**SOURCE MATERIAL:**
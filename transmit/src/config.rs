//! Station configuration.

use std::net::{SocketAddr, ToSocketAddrs};
use std::time::Duration;

use serde::{Deserialize, Serialize};
use wire::{ProtocolVariant, StationId};

use crate::error::ConfigError;

/// Default UDP port for OVP traffic.
pub const DEFAULT_PORT: u16 = 57372;

/// Sample rates accepted by the voice codec.
pub const SUPPORTED_SAMPLE_RATES: [u32; 5] = [8_000, 12_000, 16_000, 24_000, 48_000];

/// Frame durations accepted by the voice codec, in milliseconds.
pub const SUPPORTED_FRAME_DURATIONS_MS: [u32; 4] = [10, 20, 40, 60];

/// Bitrate range accepted by the voice codec, in bits per second.
pub const BITRATE_RANGE: std::ops::RangeInclusive<u32> = 6_000..=510_000;

/// Capture delivers signed 16-bit PCM.
pub const BYTES_PER_SAMPLE: usize = 2;

/// Audio capture and codec parameters.
#[derive(Debug, Clone, PartialEq, Eq, Serialize, Deserialize)]
#[serde(default, deny_unknown_fields)]
pub struct AudioConfig {
    /// Samples per second per channel.
    pub sample_rate: u32,
    pub channels: u16,
    /// Constant codec bitrate in bits per second.
    pub bitrate: u32,
    /// Length of one capture buffer in milliseconds.
    pub frame_duration_ms: u32,
}

impl Default for AudioConfig {
    fn default() -> Self {
        Self {
            sample_rate: 48_000,
            channels: 1,
            bitrate: 16_000,
            frame_duration_ms: 40,
        }
    }
}

impl AudioConfig {
    /// Samples per channel in one capture buffer.
    #[must_use]
    pub fn samples_per_buffer(&self) -> usize {
        (u64::from(self.sample_rate) * u64::from(self.frame_duration_ms) / 1000) as usize
    }

    /// Exact byte length every capture buffer must have.
    #[must_use]
    pub fn expected_buffer_len(&self) -> usize {
        self.samples_per_buffer() * BYTES_PER_SAMPLE * usize::from(self.channels)
    }

    /// Interval between capture callbacks; also the per-buffer latency budget.
    #[must_use]
    pub fn buffer_period(&self) -> Duration {
        Duration::from_millis(u64::from(self.frame_duration_ms))
    }

    pub fn validate(&self) -> Result<(), ConfigError> {
        if !SUPPORTED_SAMPLE_RATES.contains(&self.sample_rate) {
            return Err(ConfigError::UnsupportedSampleRate {
                found: self.sample_rate,
            });
        }
        if !SUPPORTED_FRAME_DURATIONS_MS.contains(&self.frame_duration_ms) {
            return Err(ConfigError::UnsupportedFrameDuration {
                found_ms: self.frame_duration_ms,
            });
        }
        if !(1..=2).contains(&self.channels) {
            return Err(ConfigError::UnsupportedChannels {
                found: self.channels,
            });
        }
        if !BITRATE_RANGE.contains(&self.bitrate) {
            return Err(ConfigError::BitrateOutOfRange {
                found: self.bitrate,
                min: *BITRATE_RANGE.start(),
                max: *BITRATE_RANGE.end(),
            });
        }
        Ok(())
    }
}

/// Everything a station needs to start transmitting.
#[derive(Debug, Clone, PartialEq, Eq, Serialize, Deserialize)]
#[serde(default, deny_unknown_fields)]
pub struct TransmitConfig {
    /// Destination host name or address.
    pub target_addr: String,
    pub target_port: u16,
    pub audio: AudioConfig,
    /// Identifier of the PTT input line, passed to the hardware backend.
    pub ptt_input: String,
    /// Identifier of the transmit indicator output, passed to the hardware backend.
    pub indicator_output: String,
    pub station_callsign: String,
    pub protocol: ProtocolVariant,
}

impl Default for TransmitConfig {
    fn default() -> Self {
        Self {
            target_addr: "127.0.0.1".to_string(),
            target_port: DEFAULT_PORT,
            audio: AudioConfig::default(),
            ptt_input: "GPIO23".to_string(),
            indicator_output: "GPIO17".to_string(),
            station_callsign: "N0CALL".to_string(),
            protocol: ProtocolVariant::Current,
        }
    }
}

impl TransmitConfig {
    /// Parses a JSON configuration; missing fields take their defaults.
    pub fn from_json(json: &str) -> Result<Self, ConfigError> {
        serde_json::from_str(json).map_err(|err| ConfigError::Parse {
            reason: err.to_string(),
        })
    }

    /// Checks audio parameters and the callsign. Does not resolve the target.
    pub fn validate(&self) -> Result<(), ConfigError> {
        self.audio.validate()?;
        if self.protocol.has_station_id() {
            self.station_id()?;
        }
        if self.target_port == 0 {
            return Err(ConfigError::InvalidTarget {
                target: self.target_string(),
                reason: "port must be non-zero".to_string(),
            });
        }
        Ok(())
    }

    /// Station id for the current layout. Legacy frames carry none.
    pub fn station_id(&self) -> Result<StationId, ConfigError> {
        Ok(StationId::from_callsign(&self.station_callsign)?)
    }

    /// Resolves the destination to the first matching socket address.
    pub fn target(&self) -> Result<SocketAddr, ConfigError> {
        let target = self.target_string();
        (self.target_addr.as_str(), self.target_port)
            .to_socket_addrs()
            .map_err(|err| ConfigError::InvalidTarget {
                target: target.clone(),
                reason: err.to_string(),
            })?
            .next()
            .ok_or_else(|| ConfigError::InvalidTarget {
                target,
                reason: "no addresses resolved".to_string(),
            })
    }

    fn target_string(&self) -> String {
        format!("{}:{}", self.target_addr, self.target_port)
    }
}
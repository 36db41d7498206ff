//! Inspection and simulation tools for Opulent Voice Protocol stations.
//!
//! - Decode and print captured frames
//! - Drive a transmit pipeline from a scripted PTT session with a synthetic
//!   tone source and a constant-rate stand-in codec
//!
//! # Design Principles
//!
//! - **First-class tooling** - These tools are part of the product, not afterthoughts.
//! - **Human-readable output** - Make it easy to see what went on the air.

mod inspect;
mod sim;

pub use inspect::{format_inspect_pretty, frame_type_name, inspect_frame, InspectReport, PREVIEW_LEN};
pub use sim::{
    run_session, Clock, FixedRateEncoder, LogIndicator, Recorder, SessionPlan, ToneBackend,
    ToneCapture, ToneSource,
};
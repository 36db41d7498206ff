//! Interface to the voice codec.

use crate::config::AudioConfig;
use crate::error::EncodeError;

/// Settings a codec is constructed with. Variable bitrate is always off.
#[derive(Debug, Clone, Copy, PartialEq, Eq)]
pub struct EncoderSettings {
    pub sample_rate: u32,
    pub channels: u16,
    /// Constant bitrate target in bits per second.
    pub bitrate: u32,
    pub vbr: bool,
}

impl From<&AudioConfig> for EncoderSettings {
    fn from(audio: &AudioConfig) -> Self {
        Self {
            sample_rate: audio.sample_rate,
            channels: audio.channels,
            bitrate: audio.bitrate,
            vbr: false,
        }
    }
}

impl EncoderSettings {
    /// Nominal packet size for one buffer at the constant bitrate.
    #[must_use]
    pub fn packet_bytes(&self, frame_duration_ms: u32) -> usize {
        (u64::from(self.bitrate) * u64::from(frame_duration_ms) / 8000) as usize
    }
}

/// Compresses one PCM buffer into one variable-length packet.
pub trait AudioEncoder: Send {
    /// `pcm` is interleaved signed 16-bit little-endian; `sample_count` is
    /// the number of samples per channel.
    fn encode(&mut self, pcm: &[u8], sample_count: usize) -> Result<Vec<u8>, EncodeError>;
}

impl<E: AudioEncoder + ?Sized> AudioEncoder for Box<E> {
    fn encode(&mut self, pcm: &[u8], sample_count: usize) -> Result<Vec<u8>, EncodeError> {
        (**self).encode(pcm, sample_count)
    }
}
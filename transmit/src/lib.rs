//! Push-to-talk transmit pipeline for Opulent Voice Protocol stations.
//!
//! While the PTT input is held, every captured PCM buffer is validated,
//! compressed by the voice codec, wrapped in an OVP audio frame and sent as
//! one UDP datagram. Press and release are bracketed by `PTT_START` and
//! `PTT_STOP` control frames; the release also logs a statistics report.
//!
//! # Features
//!
//! - Two-state PTT machine shared safely between edge and audio callbacks
//! - Buffer validation (exact length, not all-zero)
//! - Best-effort, non-blocking UDP delivery with counters
//! - Ordered shutdown through [`Station`]
//!
//! # Design Principles
//!
//! - **Never fault the audio path** - per-buffer failures are counted and
//!   logged, codec panics included.
//! - **Pluggable hardware** - GPIO, codec, capture and transport sit behind
//!   traits so the pipeline runs unchanged in tests and simulation.
//! - **Fail fast at startup** - only configuration errors are returned.

mod config;
mod encoder;
mod error;
mod hal;
mod pipeline;
mod sender;
mod station;
mod stats;
mod validate;

pub use config::{
    AudioConfig, TransmitConfig, BITRATE_RANGE, BYTES_PER_SAMPLE, DEFAULT_PORT,
    SUPPORTED_FRAME_DURATIONS_MS, SUPPORTED_SAMPLE_RATES,
};
pub use encoder::{AudioEncoder, EncoderSettings};
pub use error::{ConfigError, EncodeError, TransmitError, ValidationError};
pub use hal::{AudioBackend, AudioCapture, CaptureControl, Indicator, NullIndicator, PttEdge};
pub use pipeline::{PttState, TransmitPipeline};
pub use sender::{NetworkSender, Transport, UdpTransport};
pub use station::Station;
pub use stats::{AudioStats, NetworkStats, StatsReport};
pub use validate::{check_buffer, validate_buffer};
//! LaTeX math parser
//!
//! Converts a LaTeX math fragment into an expression tree. The grammar is
//! the arithmetic subset the calculator evaluates: numeric literals,
//! single-letter symbols, `+ - * /`, `\cdot`, `\times`, `\frac`, `\sqrt`,
//! `^` with braced groups, parentheses (bare or `\left`/`\right`), and
//! implicit multiplication by adjacency. Unknown control words become free
//! symbols, which is also how matrix placeholders re-enter the tree.

use std::iter::Peekable;
use std::str::CharIndices;

use super::ast::{Expr, Rational};
use crate::utils::error::{CalcError, CalcResult};

/// Parse a LaTeX math fragment into an expression.
pub fn parse(input: &str) -> CalcResult<Expr> {
    let mut parser = Parser::new(input);
    parser.skip_whitespace();
    if parser.peek_char().is_none() {
        return Err(CalcError::parse("empty expression"));
    }
    let expr = parser.parse_expr()?;
    parser.skip_whitespace();
    if let Some(c) = parser.peek_char() {
        return Err(CalcError::parse_at(
            format!("unexpected character '{}'", c),
            parser.position(),
        ));
    }
    Ok(expr)
}

struct Parser<'a> {
    input: &'a str,
    chars: Peekable<CharIndices<'a>>,
}

impl<'a> Parser<'a> {
    fn new(input: &'a str) -> Self {
        Parser {
            input,
            chars: input.char_indices().peekable(),
        }
    }

    /// Peek at the next character without consuming it
    fn peek_char(&mut self) -> Option<char> {
        self.chars.peek().map(|(_, c)| *c)
    }

    /// Byte offset of the next character (input length at end of input)
    fn position(&mut self) -> usize {
        self.chars
            .peek()
            .map(|(i, _)| *i)
            .unwrap_or(self.input.len())
    }

    /// Consume and return the next character
    fn next_char(&mut self) -> Option<char> {
        self.chars.next().map(|(_, c)| c)
    }

    fn skip_whitespace(&mut self) {
        while let Some(c) = self.peek_char() {
            if c.is_ascii_whitespace() {
                self.next_char();
            } else {
                break;
            }
        }
    }

    fn expect_char(&mut self, expected: char) -> CalcResult<()> {
        self.skip_whitespace();
        let pos = self.position();
        match self.peek_char() {
            Some(c) if c == expected => {
                self.next_char();
                Ok(())
            }
            Some(c) => Err(CalcError::parse_at(
                format!("expected '{}', found '{}'", expected, c),
                pos,
            )),
            None => Err(CalcError::parse_at(
                format!("expected '{}', found end of input", expected),
                pos,
            )),
        }
    }

    /// Read a control word after the backslash has been consumed.
    /// Multi-letter words only; a single non-letter yields that character.
    fn read_control_word(&mut self) -> String {
        let mut name = String::new();
        if let Some(c) = self.peek_char() {
            if c.is_ascii_alphabetic() {
                while let Some(c) = self.peek_char() {
                    if c.is_ascii_alphabetic() {
                        name.push(c);
                        self.next_char();
                    } else {
                        break;
                    }
                }
            } else {
                name.push(c);
                self.next_char();
            }
        }
        name
    }

    /// Look ahead at the control word following a '\\' without consuming
    /// anything. Returns None when the backslash is the last character.
    fn peek_control_word(&mut self) -> Option<String> {
        let mut lookahead = self.chars.clone();
        lookahead.next(); // the backslash
        let (_, first) = *lookahead.peek()?;
        let mut name = String::new();
        if first.is_ascii_alphabetic() {
            for (_, c) in lookahead {
                if c.is_ascii_alphabetic() {
                    name.push(c);
                } else {
                    break;
                }
            }
        } else {
            name.push(first);
        }
        Some(name)
    }

    // expr := ['+'|'-'] term (('+'|'-') term)*
    fn parse_expr(&mut self) -> CalcResult<Expr> {
        self.skip_whitespace();
        let mut terms = Vec::new();

        let mut negate_first = false;
        match self.peek_char() {
            Some('-') => {
                self.next_char();
                negate_first = true;
            }
            Some('+') => {
                self.next_char();
            }
            _ => {}
        }

        let first = self.parse_term()?;
        terms.push(if negate_first { negate(first) } else { first });

        loop {
            self.skip_whitespace();
            match self.peek_char() {
                Some('+') => {
                    self.next_char();
                    let term = self.parse_term()?;
                    terms.push(term);
                }
                Some('-') => {
                    self.next_char();
                    let term = self.parse_term()?;
                    terms.push(negate(term));
                }
                _ => break,
            }
        }

        if terms.len() == 1 {
            Ok(terms.remove(0))
        } else {
            Ok(Expr::Add(terms))
        }
    }

    // term := factor (('*'|'/'|'\cdot'|'\times'|adjacency) factor)*
    fn parse_term(&mut self) -> CalcResult<Expr> {
        self.skip_whitespace();
        let mut lhs = self.parse_factor()?;
        loop {
            self.skip_whitespace();
            match self.peek_char() {
                Some('*') => {
                    self.next_char();
                    let rhs = self.parse_factor()?;
                    lhs = multiply(lhs, rhs);
                }
                Some('/') => {
                    self.next_char();
                    let rhs = self.parse_factor()?;
                    lhs = Expr::Div(Box::new(lhs), Box::new(rhs));
                }
                Some('\\') => match self.peek_control_word().as_deref() {
                    Some("cdot") | Some("times") => {
                        self.next_char();
                        self.read_control_word();
                        let rhs = self.parse_factor()?;
                        lhs = multiply(lhs, rhs);
                    }
                    Some("right") => break,
                    Some(_) => {
                        // implicit multiplication with a control-word atom
                        let rhs = self.parse_factor()?;
                        lhs = multiply(lhs, rhs);
                    }
                    None => break,
                },
                Some(c) if c.is_ascii_alphanumeric() || c == '(' || c == '{' || c == '.' => {
                    // implicit multiplication by adjacency
                    let rhs = self.parse_factor()?;
                    lhs = multiply(lhs, rhs);
                }
                _ => break,
            }
        }
        Ok(lhs)
    }

    // factor := atom ['^' exponent]
    fn parse_factor(&mut self) -> CalcResult<Expr> {
        self.skip_whitespace();
        let base = self.parse_atom()?;
        self.skip_whitespace();
        if self.peek_char() == Some('^') {
            self.next_char();
            let exponent = self.parse_exponent()?;
            return Ok(Expr::Pow(Box::new(base), Box::new(exponent)));
        }
        Ok(base)
    }

    fn parse_exponent(&mut self) -> CalcResult<Expr> {
        self.skip_whitespace();
        match self.peek_char() {
            Some('{') => {
                self.next_char();
                let expr = self.parse_expr()?;
                self.expect_char('}')?;
                Ok(expr)
            }
            Some('-') => {
                self.next_char();
                let atom = self.parse_atom()?;
                Ok(negate(atom))
            }
            // an unbraced exponent binds a single digit: x^23 is x^2 * 3
            Some(c) if c.is_ascii_digit() => {
                self.next_char();
                Ok(Expr::integer((c as u8 - b'0') as i64))
            }
            _ => self.parse_atom(),
        }
    }

    fn parse_atom(&mut self) -> CalcResult<Expr> {
        self.skip_whitespace();
        let pos = self.position();
        match self.peek_char() {
            None => Err(CalcError::parse_at("unexpected end of input", pos)),
            Some(c) if c.is_ascii_digit() || c == '.' => self.parse_number(),
            Some(c) if c.is_ascii_alphabetic() => {
                self.next_char();
                Ok(Expr::symbol(c.to_string()))
            }
            Some('(') => {
                self.next_char();
                let expr = self.parse_expr()?;
                self.expect_char(')')?;
                Ok(expr)
            }
            Some('{') => {
                self.next_char();
                let expr = self.parse_expr()?;
                self.expect_char('}')?;
                Ok(expr)
            }
            Some('\\') => self.parse_control(),
            Some(c) => Err(CalcError::parse_at(
                format!("unexpected character '{}'", c),
                pos,
            )),
        }
    }

    fn parse_number(&mut self) -> CalcResult<Expr> {
        let pos = self.position();
        let mut integer: i64 = 0;
        let mut fraction: i64 = 0;
        let mut frac_digits: u32 = 0;
        let mut seen_digit = false;

        while let Some(c) = self.peek_char() {
            if let Some(d) = c.to_digit(10) {
                integer = integer
                    .checked_mul(10)
                    .and_then(|n| n.checked_add(d as i64))
                    .ok_or_else(|| CalcError::parse_at("numeric literal too large", pos))?;
                seen_digit = true;
                self.next_char();
            } else {
                break;
            }
        }

        if self.peek_char() == Some('.') {
            self.next_char();
            while let Some(c) = self.peek_char() {
                if let Some(d) = c.to_digit(10) {
                    fraction = fraction
                        .checked_mul(10)
                        .and_then(|n| n.checked_add(d as i64))
                        .ok_or_else(|| CalcError::parse_at("numeric literal too large", pos))?;
                    frac_digits += 1;
                    seen_digit = true;
                    self.next_char();
                } else {
                    break;
                }
            }
        }

        if !seen_digit {
            return Err(CalcError::parse_at("expected digits", pos));
        }

        if frac_digits == 0 {
            return Ok(Expr::Number(Rational::integer(integer)));
        }

        let scale = 10i64
            .checked_pow(frac_digits)
            .ok_or_else(|| CalcError::parse_at("numeric literal too large", pos))?;
        let numerator = integer
            .checked_mul(scale)
            .and_then(|n| n.checked_add(fraction))
            .ok_or_else(|| CalcError::parse_at("numeric literal too large", pos))?;
        Ok(Expr::Number(Rational::new(numerator, scale)?))
    }

    fn parse_control(&mut self) -> CalcResult<Expr> {
        let pos = self.position();
        self.next_char(); // the backslash
        let name = self.read_control_word();
        if name.is_empty() {
            return Err(CalcError::parse_at("lone backslash", pos));
        }
        if !name.chars().all(|c| c.is_ascii_alphabetic()) {
            return Err(CalcError::parse_at(
                format!("unsupported control sequence '\\{}'", name),
                pos,
            ));
        }
        match name.as_str() {
            "frac" => {
                let numerator = self.parse_group()?;
                let denominator = self.parse_group()?;
                Ok(Expr::Div(Box::new(numerator), Box::new(denominator)))
            }
            "sqrt" => {
                let radicand = self.parse_group()?;
                Ok(Expr::Sqrt(Box::new(radicand)))
            }
            "left" => {
                self.skip_whitespace();
                self.next_char().ok_or_else(|| {
                    CalcError::parse_at("missing delimiter after '\\left'", pos)
                })?;
                let expr = self.parse_expr()?;
                self.expect_control_word("right")?;
                self.next_char().ok_or_else(|| {
                    CalcError::parse_at("missing delimiter after '\\right'", pos)
                })?;
                Ok(expr)
            }
            "cdot" | "times" | "right" => Err(CalcError::parse_at(
                format!("unexpected '\\{}'", name),
                pos,
            )),
            // Greek letters, constants, generated matrix placeholders
            _ => Ok(Expr::symbol(name)),
        }
    }

    fn parse_group(&mut self) -> CalcResult<Expr> {
        self.expect_char('{')?;
        let expr = self.parse_expr()?;
        self.expect_char('}')?;
        Ok(expr)
    }

    fn expect_control_word(&mut self, expected: &str) -> CalcResult<()> {
        self.skip_whitespace();
        let pos = self.position();
        if self.peek_char() != Some('\\') {
            return Err(CalcError::parse_at(format!("expected '\\{}'", expected), pos));
        }
        self.next_char();
        let name = self.read_control_word();
        if name != expected {
            return Err(CalcError::parse_at(
                format!("expected '\\{}', found '\\{}'", expected, name),
                pos,
            ));
        }
        Ok(())
    }
}

fn negate(expr: Expr) -> Expr {
    match expr {
        Expr::Number(r) => match r.neg() {
            Ok(n) => Expr::Number(n),
            Err(_) => multiply(Expr::integer(-1), Expr::Number(r)),
        },
        other => multiply(Expr::integer(-1), other),
    }
}

fn multiply(lhs: Expr, rhs: Expr) -> Expr {
    match lhs {
        Expr::Mul(mut factors) => {
            factors.push(rhs);
            Expr::Mul(factors)
        }
        other => Expr::Mul(vec![other, rhs]),
    }
}
//! Core conversion pipeline: delimiter normalization, matrix extraction,
//! the symbolic engine, and the top-level converter.

pub mod convert;
pub mod delim;
pub mod engine;
pub mod matrix;
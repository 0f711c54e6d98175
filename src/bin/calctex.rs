//! Calctex CLI - evaluate LaTeX math expressions from the command line

#[cfg(feature = "cli")]
use calctex::{convert, BracketStyle, CalcError, ConvertOptions};
#[cfg(feature = "cli")]
use clap::Parser;
#[cfg(feature = "cli")]
use std::io::{self, Read, Write};

#[cfg(feature = "cli")]
#[derive(Parser)]
#[command(name = "calctex")]
#[command(version)]
#[command(about = "Calctex - LaTeX math calculator", long_about = None)]
struct Cli {
    /// LaTeX math expression (reads from stdin if not provided)
    latex_expr: Option<String>,

    /// Print "input = output" instead of just "output"
    #[arg(short, long)]
    equation_form: bool,

    /// Output matrices are [] enclosed instead of the default ()
    #[arg(short, long)]
    bmatrix: bool,
}

#[cfg(feature = "cli")]
fn main() {
    let cli = Cli::parse();

    let input = match cli.latex_expr {
        Some(expr) => expr,
        None => {
            let mut buffer = String::new();
            if let Err(err) = io::stdin().read_to_string(&mut buffer) {
                eprintln!("{}", CalcError::from(err));
                std::process::exit(1);
            }
            buffer.trim_end().to_string()
        }
    };

    let options = ConvertOptions {
        equation_form: cli.equation_form,
        bracket_style: if cli.bmatrix {
            BracketStyle::Square
        } else {
            BracketStyle::Round
        },
    };

    match convert(&input, &options) {
        Ok(output) => {
            // no trailing newline
            print!("{}", output);
            let _ = io::stdout().flush();
        }
        Err(err) => {
            eprintln!("{}", err);
            std::process::exit(1);
        }
    }
}

#[cfg(not(feature = "cli"))]
fn main() {
    eprintln!("CLI feature not enabled. Build with --features cli");
}
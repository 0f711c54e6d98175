//! Top-level conversion pipeline
//!
//! One conversion is a pure function of the input text and the options:
//! extract matrices, parse the residual, substitute the extracted values
//! back in, simplify, render, restyle the output delimiters. There are no
//! partial results; any error aborts the whole conversion.

use fxhash::FxHashMap;

use crate::core::delim::{BracketStyle, STANDARD_DELIMITERS};
use crate::core::engine::{self, Expr};
use crate::core::matrix;
use crate::utils::error::CalcResult;

/// Options for a conversion.
#[derive(Debug, Clone, Default)]
pub struct ConvertOptions {
    /// Print `input = output` instead of just `output`.
    pub equation_form: bool,
    /// Delimiter spelling used for matrices in the output.
    pub bracket_style: BracketStyle,
}

/// Evaluate a LaTeX math expression and render the simplified result.
pub fn convert(input: &str, options: &ConvertOptions) -> CalcResult<String> {
    let registry = &*STANDARD_DELIMITERS;

    let extraction = matrix::extract(input, registry)?;
    let expr = engine::parse(&extraction.residual)?;

    let bindings: FxHashMap<String, Expr> = extraction.matrices.into_iter().collect();
    let bound = engine::substitute(&expr, &bindings);
    let simplified = engine::simplify(&bound)?;
    let rendered = engine::render(&simplified);

    let style = options.bracket_style;
    let styled = registry.normalize(&rendered, style.open(), style.close());

    if options.equation_form {
        Ok(format!("{} = {}", input, styled))
    } else {
        Ok(styled)
    }
}
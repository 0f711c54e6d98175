//! Matrix environment preprocessing
//!
//! The expression parser knows nothing about matrix environments, so they
//! are excised first: every matrix span is parsed into a matrix value and
//! replaced in the text by a generated placeholder control sequence. The
//! returned table maps placeholder names back to their values; it lives for
//! exactly one conversion.
//!
//! Pairing is positional: the first canonical open is matched with the first
//! canonical close. Nested matrices are not supported. Finding an open
//! without a close (or the reverse) is fatal for the whole conversion.

use indexmap::IndexMap;

use crate::core::delim::{DelimiterRegistry, CANONICAL_CLOSE, CANONICAL_OPEN};
use crate::core::engine::{self, Expr, Matrix};
use crate::utils::error::{CalcError, CalcResult};

/// Length of generated placeholder names.
pub const PLACEHOLDER_LEN: usize = 10;

/// Mapping from generated placeholder name to extracted matrix value,
/// in extraction order.
pub type PlaceholderTable = IndexMap<String, Expr>;

/// Result of matrix extraction: the residual text with placeholders spliced
/// in, and the table of extracted matrices.
#[derive(Debug)]
pub struct MatrixExtraction {
    pub residual: String,
    pub matrices: PlaceholderTable,
}

/// Generates placeholder names from a monotonically increasing counter,
/// encoded as fixed-length lowercase strings: `aaaaaaaaaa`, `aaaaaaaaab`, ...
/// Names are collision-free by construction, and the fixed ten-letter shape
/// keeps them out of the namespace of any plausible user symbol.
#[derive(Debug, Default)]
pub struct PlaceholderNames {
    next: u64,
}

impl PlaceholderNames {
    pub fn new() -> Self {
        Self::default()
    }

    /// Produce the next name.
    pub fn next_name(&mut self) -> String {
        let mut n = self.next;
        self.next += 1;
        let mut name = [b'a'; PLACEHOLDER_LEN];
        let mut i = PLACEHOLDER_LEN;
        while i > 0 {
            i -= 1;
            name[i] = b'a' + (n % 26) as u8;
            n /= 26;
        }
        name.iter().map(|&b| b as char).collect()
    }
}

/// Extract every matrix environment from `text`.
///
/// The input is first normalized to the canonical delimiter pair, then
/// matrix spans are excised one at a time until none remain. On success the
/// residual contains no canonical delimiter.
pub fn extract(text: &str, registry: &DelimiterRegistry) -> CalcResult<MatrixExtraction> {
    let mut current = registry.normalize(text, CANONICAL_OPEN, CANONICAL_CLOSE);
    let mut matrices = PlaceholderTable::default();
    let mut names = PlaceholderNames::new();

    loop {
        let open = current.find(CANONICAL_OPEN);
        let close = current.find(CANONICAL_CLOSE);
        let (open, close) = match (open, close) {
            (None, None) => {
                return Ok(MatrixExtraction {
                    residual: current,
                    matrices,
                })
            }
            (Some(open), Some(close)) => (open, close),
            _ => return Err(CalcError::MismatchedDelimiters),
        };

        // a close with no open before it cannot be paired
        if close < open {
            return Err(CalcError::MismatchedDelimiters);
        }

        let body_start = open + CANONICAL_OPEN.len();
        let body = &current[body_start..close];
        let after = close + CANONICAL_CLOSE.len();

        let mut rebuilt = String::with_capacity(current.len());
        rebuilt.push_str(&current[..open]);
        match parse_matrix_body(body)? {
            Some(matrix) => {
                let name = names.next_name();
                rebuilt.push('\\');
                rebuilt.push_str(&name);
                // terminate the control word so trailing letters in the
                // source cannot extend the placeholder name
                rebuilt.push(' ');
                matrices.insert(name, Expr::Matrix(matrix));
            }
            // a zero-row environment contributes nothing
            None => {}
        }
        rebuilt.push_str(&current[after..]);
        current = rebuilt;
    }
}

/// Parse a matrix body into a rectangular grid. Rows split on `\\`, cells
/// on `&`, newlines stripped beforehand. Rows with no content are skipped,
/// which tolerates a trailing row separator; a body with no rows at all
/// yields `None`.
fn parse_matrix_body(body: &str) -> CalcResult<Option<Matrix>> {
    let body = body.replace('\n', "");
    let mut rows = Vec::new();
    for raw_row in body.split("\\\\") {
        let raw_row = raw_row.trim();
        if raw_row.is_empty() {
            continue;
        }
        let mut cells = Vec::new();
        for raw_cell in raw_row.split('&') {
            cells.push(engine::parse(raw_cell.trim())?);
        }
        rows.push(cells);
    }
    if rows.is_empty() {
        return Ok(None);
    }
    Ok(Some(Matrix::from_rows(rows)?))
}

**TASK TO CARRY OUT:** Would you copy out exactly the lines above that start at the one containing "let cli = Cli::parse();" and end at the one containing "in the output.", inclusive?

**ANSWER BOX:**
    let cli = Cli::parse();

    let input = match cli.latex_expr {
        Some(expr) => expr,
        None => {
            let mut buffer = String::new();
            if let Err(err) = io::stdin().read_to_string(&mut buffer) {
                eprintln!("{}", CalcError::from(err));
                std::process::exit(1);
            }
            buffer.trim_end().to_string()
        }
    };

    let options = ConvertOptions {
        equation_form: cli.equation_form,
        bracket_style: if cli.bmatrix {
            BracketStyle::Square
        } else {
            BracketStyle::Round
        },
    };

    match convert(&input, &options) {
        Ok(output) => {
            // no trailing newline
            print!("{}", output);
            let _ = io::stdout().flush();
        }
        Err(err) => {
            eprintln!("{}", err);
            std::process::exit(1);
        }
    }
}

#[cfg(not(feature = "cli"))]
fn main() {
    eprintln!("CLI feature not enabled. Build with --features cli");
}
repository 0f711c54e6d98175
//! Top-level conversion pipeline
//!
//! One conversion is a pure function of the input text and the options:
//! extract matrices, parse the residual, substitute the extracted values
//! back in, simplify, render, restyle the output delimiters. There are no
//! partial results; any error aborts the whole conversion.

use fxhash::FxHashMap;

use crate::core::delim::{BracketStyle, STANDARD_DELIMITERS};
use crate::core::engine::{self, Expr};
use crate::core::matrix;
use crate::utils::error::CalcResult;

/// Options for a conversion.
#[derive(Debug, Clone, Default)]
pub struct ConvertOptions {
    /// Print `input = output` instead of just `output`.
    pub equation_form: bool,
    /// Delimiter spelling used for matrices in the output.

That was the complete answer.